The forces can be assumed to be uniformly distributed over the respective faces.

Take E = 200 kN/mm^{2} and Poissons ratio = 0.26

The Attempt at a Solution

I have calculated \sigmax = -0.036 kN/mm^{2}, \sigmay = 0.072 kN/mm^{2} and \sigmaz = 0.036 kN/mm^{2}.

With these values, using Hooke's Law: \epsilon = 1/E[\sigma1 - \upsilon(\sigma2 + \sigma3)] I have calculated:

\epsilonx = 3.6x10^{-4}, \epsilony = -3.204x10^{-4} and \epsilonz = 1.332x10^{-4}.
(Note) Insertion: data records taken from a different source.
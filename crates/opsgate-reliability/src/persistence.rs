// crates/opsgate-reliability/src/persistence.rs
// ============================================================================
// Module: Atomic Persistence Helpers
// Description: Write-whole-file-then-rename snapshot persistence.
// Purpose: Give every component that serializes its state to disk (retry
//          queue, review queue, action queue, response cache) one shared,
//          crash-safe write primitive.
// Dependencies: serde, serde_json, tokio
// ============================================================================

//! ## Overview
//! A snapshot write never leaves a half-written file observable at its
//! final path: the new content is written to a sibling `.tmp` file first,
//! then renamed into place, so readers only ever see a complete file.

use std::path::Path;

use serde::Serialize;
use thiserror::Error;

/// Errors raised while persisting or restoring a snapshot.
#[derive(Debug, Error)]
pub enum PersistenceError {
    /// Serializing the snapshot to JSON failed.
    #[error("failed to serialize snapshot: {0}")]
    Serialize(String),
    /// A filesystem operation failed.
    #[error("filesystem error at {path}: {source}")]
    Io {
        /// Path the failing operation targeted.
        path: String,
        /// Underlying I/O error.
        #[source]
        source: std::io::Error,
    },
    /// Deserializing a loaded snapshot failed.
    #[error("failed to parse snapshot: {0}")]
    Parse(String),
}

/// Writes `value` to `path` atomically: serialize, write to `path.tmp`,
/// then rename over `path`.
///
/// # Errors
///
/// Returns [`PersistenceError`] if serialization or either filesystem
/// operation fails. A failure here never partially overwrites an existing
/// snapshot at `path`.
pub async fn write_snapshot<T: Serialize + Sync>(
    path: &Path,
    value: &T,
) -> Result<(), PersistenceError> {
    let bytes = serde_json::to_vec_pretty(value)
        .map_err(|err| PersistenceError::Serialize(err.to_string()))?;
    let tmp_path = path.with_extension("tmp");
    if let Some(parent) = path.parent() {
        tokio::fs::create_dir_all(parent)
            .await
            .map_err(|source| PersistenceError::Io {
                path: parent.display().to_string(),
                source,
            })?;
    }
    tokio::fs::write(&tmp_path, &bytes)
        .await
        .map_err(|source| PersistenceError::Io {
            path: tmp_path.display().to_string(),
            source,
        })?;
    tokio::fs::rename(&tmp_path, path)
        .await
        .map_err(|source| PersistenceError::Io {
            path: path.display().to_string(),
            source,
        })?;
    Ok(())
}

/// Loads a snapshot previously written by [`write_snapshot`]. Returns
/// `Ok(None)` if `path` does not exist yet, so callers can distinguish
/// "nothing persisted" from a parse failure.
///
/// # Errors
///
/// Returns [`PersistenceError`] if the file exists but cannot be read or
/// parsed.
pub async fn load_snapshot<T: serde::de::DeserializeOwned>(
    path: &Path,
) -> Result<Option<T>, PersistenceError> {
    match tokio::fs::read(path).await {
        Ok(bytes) => serde_json::from_slice(&bytes)
            .map(Some)
            .map_err(|err| PersistenceError::Parse(err.to_string())),
        Err(err) if err.kind() == std::io::ErrorKind::NotFound => Ok(None),
        Err(source) => Err(PersistenceError::Io {
            path: path.display().to_string(),
            source,
        }),
    }
}

#[cfg(test)]
mod tests {
    //! Test-only lint relaxations for panic-based assertions and debug output.
    #![allow(
        clippy::panic,
        clippy::print_stdout,
        clippy::print_stderr,
        clippy::unwrap_used,
        clippy::expect_used,
        clippy::use_debug,
        clippy::dbg_macro,
        clippy::panic_in_result_fn,
        clippy::unwrap_in_result,
        reason = "Test-only output and panic-based assertions are permitted."
    )]

    use serde::Deserialize;
    use serde::Serialize;
    use tempfile::tempdir;

    use super::load_snapshot;
    use super::write_snapshot;

    #[derive(Debug, Serialize, Deserialize, PartialEq)]
    struct Snapshot {
        counter: u32,
    }

    #[tokio::test]
    async fn round_trips_through_write_and_load() {
        let dir = tempdir().expect("tempdir");
        let path = dir.path().join("state.json");
        write_snapshot(&path, &Snapshot { counter: 7 })
            .await
            .expect("write");
        let loaded: Option<Snapshot> = load_snapshot(&path).await.expect("load");
        assert_eq!(loaded, Some(Snapshot { counter: 7 }));
    }

    #[tokio::test]
    async fn load_missing_file_returns_none() {
        let dir = tempdir().expect("tempdir");
        let path = dir.path().join("missing.json");
        let loaded: Option<Snapshot> = load_snapshot(&path).await.expect("load");
        assert_eq!(loaded, None);
    }

    #[tokio::test]
    async fn no_tmp_file_left_behind_after_write() {
        let dir = tempdir().expect("tempdir");
        let path = dir.path().join("state.json");
        write_snapshot(&path, &Snapshot { counter: 1 })
            .await
            .expect("write");
        assert!(!path.with_extension("tmp").exists());
    }
}
// crates/opsgate-llm/src/gateway.rs
// ============================================================================
// Module: LLM Gateway (L7)
// Description: Single call surface over an ordered list of chat providers.
// Purpose: Fall back across providers on non-retriable or exhausted-retry
//          failures, with exponential backoff between same-provider
//          attempts.
// Dependencies: opsgate-core, rand, tokio, tracing
// ============================================================================

//! ## Overview
//! [`LlmGateway::chat`] tries each configured provider in order. Within one
//! provider, up to [`RetryConfig::max_attempts`] attempts run with
//! exponential backoff (`initial_delay * multiplier^(attempt-1)`, capped at
//! `max_delay`, plus jitter). A non-retriable [`ProviderError`] — as judged
//! by [`ProviderError::is_retriable`] — skips the remaining attempts for
//! that provider and moves on immediately. If every provider is exhausted,
//! the gateway returns [`GatewayError::AllProvidersFailed`] carrying the
//! last underlying error.

use std::sync::Arc;
use std::time::Duration;

use rand::Rng;
use tracing::info;
use tracing::warn;

use crate::chat::ChatMessage;
use crate::chat::ChatOptions;
use crate::chat::ChatResponse;
use crate::chat::ProviderError;
use crate::chat::StreamChunk;
use crate::provider::ChatProvider;

/// Retry tuning shared by every provider the gateway calls.
#[derive(Debug, Clone, Copy)]
pub struct RetryConfig {
    /// Attempts per provider before moving to the next one.
    pub max_attempts: u32,
    /// Delay before the first retry.
    pub initial_delay: Duration,
    /// Delay ceiling regardless of attempt count.
    pub max_delay: Duration,
    /// Exponential backoff multiplier.
    pub multiplier: f64,
}

impl Default for RetryConfig {
    fn default() -> Self {
        Self {
            max_attempts: 3,
            initial_delay: Duration::from_millis(500),
            max_delay: Duration::from_secs(10),
            multiplier: 2.0,
        }
    }
}

impl RetryConfig {
    fn delay_for(&self, attempt: u32) -> Duration {
        let scaled = self.initial_delay.as_secs_f64() * self.multiplier.powi(i32::try_from(attempt - 1).unwrap_or(0));
        let capped = scaled.min(self.max_delay.as_secs_f64());
        let jitter: f64 = rand::thread_rng().gen_range(0.85..=1.15);
        Duration::from_secs_f64((capped * jitter).max(0.0))
    }
}

/// Raised when every configured provider has been exhausted.
#[derive(Debug, Clone, thiserror::Error)]
#[error("all providers failed, last error: {last_error}")]
pub struct GatewayError {
    /// The last underlying provider error observed.
    pub last_error: ProviderError,
}

/// A single call surface over an ordered list of [`ChatProvider`]s.
pub struct LlmGateway {
    providers: Vec<Arc<dyn ChatProvider>>,
    retry: RetryConfig,
}

impl LlmGateway {
    /// Builds a gateway trying `providers` in the given order.
    #[must_use]
    pub fn new(providers: Vec<Arc<dyn ChatProvider>>, retry: RetryConfig) -> Self {
        Self { providers, retry }
    }

    /// Runs `messages` through the first provider that succeeds.
    ///
    /// # Errors
    ///
    /// Returns [`GatewayError`] once every provider has exhausted its
    /// attempt budget or failed non-retriably.
    pub async fn chat(
        &self,
        messages: &[ChatMessage],
        options: &ChatOptions,
    ) -> Result<ChatResponse, GatewayError> {
        let mut last_error = ProviderError::ProviderError("no providers configured".to_string());
        for provider in &self.providers {
            match self.call_with_retry(provider.as_ref(), messages, options).await {
                Ok(response) => return Ok(response),
                Err(error) => {
                    warn!(provider = provider.name(), "provider exhausted: {error}");
                    last_error = error;
                }
            }
        }
        Err(GatewayError { last_error })
    }

    /// Streams `messages` through the first provider that accepts the
    /// call, forwarding chunks to `on_chunk` in order.
    ///
    /// # Errors
    ///
    /// Returns [`GatewayError`] once every provider has failed to start a
    /// stream.
    pub async fn chat_stream(
        &self,
        messages: &[ChatMessage],
        options: &ChatOptions,
        on_chunk: &mut (dyn FnMut(StreamChunk) + Send),
    ) -> Result<(), GatewayError> {
        let mut last_error = ProviderError::ProviderError("no providers configured".to_string());
        for provider in &self.providers {
            match provider.chat_stream(messages, options, on_chunk).await {
                Ok(()) => return Ok(()),
                Err(error) => {
                    warn!(provider = provider.name(), "stream provider failed: {error}");
                    last_error = error;
                }
            }
        }
        Err(GatewayError { last_error })
    }

    async fn call_with_retry(
        &self,
        provider: &dyn ChatProvider,
        messages: &[ChatMessage],
        options: &ChatOptions,
    ) -> Result<ChatResponse, ProviderError> {
        let mut attempt = 0;
        loop {
            attempt += 1;
            match provider.chat(messages, options).await {
                Ok(response) => {
                    info!(provider = provider.name(), attempt, "chat succeeded");
                    return Ok(response);
                }
                Err(error) => {
                    if !error.is_retriable() || attempt >= self.retry.max_attempts {
                        return Err(error);
                    }
                    let delay = self.retry.delay_for(attempt);
                    warn!(provider = provider.name(), attempt, ?delay, "retrying after error: {error}");
                    tokio::time::sleep(delay).await;
                }
            }
        }
    }
}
Furthermore, using the equation for volumetric strain: \nablaV/Vo = \epsilon(1-2\upsilon) I have calculated the change in volume to be 25.92 mm^{2}. This, according to the answer I have been provided with, appears to be incorrect.

I would appreciate any guidance with this.

 

[Mapes]

Hi cicatriz, welcome to PF. Try using this equation for change in volume:

\Delta V=V_0\left[(1+\epsilon_1)(1+\epsilon_2)(1+\epsilon_3)-1\right]

I'm not sure how the other one was derived (hydrostatic pressure maybe?) but it doesn't look right. I checked your strain values and they look fine. The change in volume should be about twice what you got previously.